- **Source data**
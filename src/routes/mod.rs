mod accounts;
mod health_check;

pub use accounts::{get_account, login, logout, me, refresh, signup, AuthResponse};
pub use health_check::health_check;
pub mod auth;
pub mod configuration;
pub mod error;
pub mod logger;
pub mod middleware;
pub mod routes;
pub mod session;
pub mod startup;
pub mod store;
pub mod telemetry;
pub mod validators;
/// Bearer Authentication Middleware
///
/// Extracts the access token from the Authorization header, resolves it to
/// a live account through the session manager, and injects the
/// `PublicAccount` into request extensions for route handlers.

use actix_web::{
    dev::{forward_ready, Service, ServiceRequest, ServiceResponse, Transform},
    Error, HttpMessage,
};
use futures::future::LocalBoxFuture;
use std::rc::Rc;
use std::sync::Arc;

use crate::error::AppError;
use crate::session::SessionManager;

/// Middleware for protecting routes
pub struct JwtMiddleware {
    sessions: Arc<SessionManager>,
}

impl JwtMiddleware {
    pub fn new(sessions: Arc<SessionManager>) -> Self {
        Self { sessions }
    }
}

impl<S, B> Transform<S, ServiceRequest> for JwtMiddleware
where
    S: Service<ServiceRequest, Response = ServiceResponse<B>, Error = Error> + 'static,
    S::Future: 'static,
    B: 'static,
{
    type Response = ServiceResponse<B>;
    type Error = Error;
    type InitError = ();
    type Transform = JwtMiddlewareService<S>;
    type Future = std::future::Ready<Result<Self::Transform, Self::InitError>>;

    fn new_transform(&self, service: S) -> Self::Future {
        std::future::ready(Ok(JwtMiddlewareService {
            service: Rc::new(service),
            sessions: self.sessions.clone(),
        }))
    }
}

pub struct JwtMiddlewareService<S> {
    service: Rc<S>,
    sessions: Arc<SessionManager>,
}

/// Pull the token out of `Authorization: Bearer <token>`
fn bearer_token(req: &ServiceRequest) -> Option<String> {
    req.headers()
        .get("Authorization")
        .and_then(|h| h.to_str().ok())
        .and_then(|h| h.strip_prefix("Bearer "))
        .map(|token| token.trim().to_string())
        .filter(|token| !token.is_empty())
}

impl<S, B> Service<ServiceRequest> for JwtMiddlewareService<S>
where
    S: Service<ServiceRequest, Response = ServiceResponse<B>, Error = Error> + 'static,
    S::Future: 'static,
    B: 'static,
{
    type Response = ServiceResponse<B>;
    type Error = Error;
    type Future = LocalBoxFuture<'static, Result<Self::Response, Self::Error>>;

    forward_ready!(service);

    fn call(&self, req: ServiceRequest) -> Self::Future {
        let service = self.service.clone();
        let sessions = self.sessions.clone();

        Box::pin(async move {
            let token = match bearer_token(&req) {
                Some(token) => token,
                None => {
                    tracing::warn!(path = %req.path(), "Missing or invalid Authorization header");
                    return Err(AppError::invalid_token().into());
                }
            };

            // re-checked on every request: disabled or deleted accounts lose access immediately
            let account = sessions.authenticate(&token).await?;

            tracing::debug!(account_id = %account.id, "Bearer token accepted");
            req.extensions_mut().insert(account);

            service.call(req).await
        })
    }
}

- **The task**
Please copy out the data above exactly.

- **Reply to the exercise**
filename src/routes/mod.rs
mod accounts;
mod health_check;

pub use accounts::{get_account, login, logout, me, refresh, signup, AuthResponse};
pub use health_check::health_check;
pub mod auth;
pub mod configuration;
pub mod error;
pub mod logger;
pub mod middleware;
pub mod routes;
pub mod session;
pub mod startup;
pub mod store;
pub mod telemetry;
pub mod validators;
/// Bearer Authentication Middleware
///
/// Extracts the access token from the Authorization header, resolves it to
/// a live account through the session manager, and injects the
/// `PublicAccount` into request extensions for route handlers.

use actix_web::{
    dev::{forward_ready, Service, ServiceRequest, ServiceResponse, Transform},
    Error, HttpMessage,
};
use futures::future::LocalBoxFuture;
use std::rc::Rc;
use std::sync::Arc;

use crate::error::AppError;
use crate::session::SessionManager;

/// Middleware for protecting routes
pub struct JwtMiddleware {
    sessions: Arc<SessionManager>,
}

impl JwtMiddleware {
    pub fn new(sessions: Arc<SessionManager>) -> Self {
        Self { sessions }
    }
}

impl<S, B> Transform<S, ServiceRequest> for JwtMiddleware
where
    S: Service<ServiceRequest, Response = ServiceResponse<B>, Error = Error> + 'static,
    S::Future: 'static,
    B: 'static,
{
    type Response = ServiceResponse<B>;
    type Error = Error;
    type InitError = ();
    type Transform = JwtMiddlewareService<S>;
    type Future = std::future::Ready<Result<Self::Transform, Self::InitError>>;

    fn new_transform(&self, service: S) -> Self::Future {
        std::future::ready(Ok(JwtMiddlewareService {
            service: Rc::new(service),
            sessions: self.sessions.clone(),
        }))
    }
}

pub struct JwtMiddlewareService<S> {
    service: Rc<S>,
    sessions: Arc<SessionManager>,
}

/// Pull the token out of `Authorization: Bearer <token>`
fn bearer_token(req: &ServiceRequest) -> Option<String> {
    req.headers()
        .get("Authorization")
        .and_then(|h| h.to_str().ok())
        .and_then(|h| h.strip_prefix("Bearer "))
        .map(|token| token.trim().to_string())
        .filter(|token| !token.is_empty())
}

impl<S, B> Service<ServiceRequest> for JwtMiddlewareService<S>
where
    S: Service<ServiceRequest, Response = ServiceResponse<B>, Error = Error> + 'static,
    S::Future: 'static,
    B: 'static,
{
    type Response = ServiceResponse<B>;
    type Error = Error;
    type Future = LocalBoxFuture<'static, Result<Self::Response, Self::Error>>;

    forward_ready!(service);

    fn call(&self, req: ServiceRequest) -> Self::Future {
        let service = self.service.clone();
        let sessions = self.sessions.clone();

        Box::pin(async move {
            let token = match bearer_token(&req) {
                Some(token) => token,
                None => {
                    tracing::warn!(path = %req.path(), "Missing or invalid Authorization header");
                    return Err(AppError::invalid_token().into());
                }
            };

            // re-checked on every request: disabled or deleted accounts lose access immediately
            let account = sessions.authenticate(&token).await?;

            tracing::debug!(account_id = %account.id, "Bearer token accepted");
            req.extensions_mut().insert(account);

            service.call(req).await
        })
    }
}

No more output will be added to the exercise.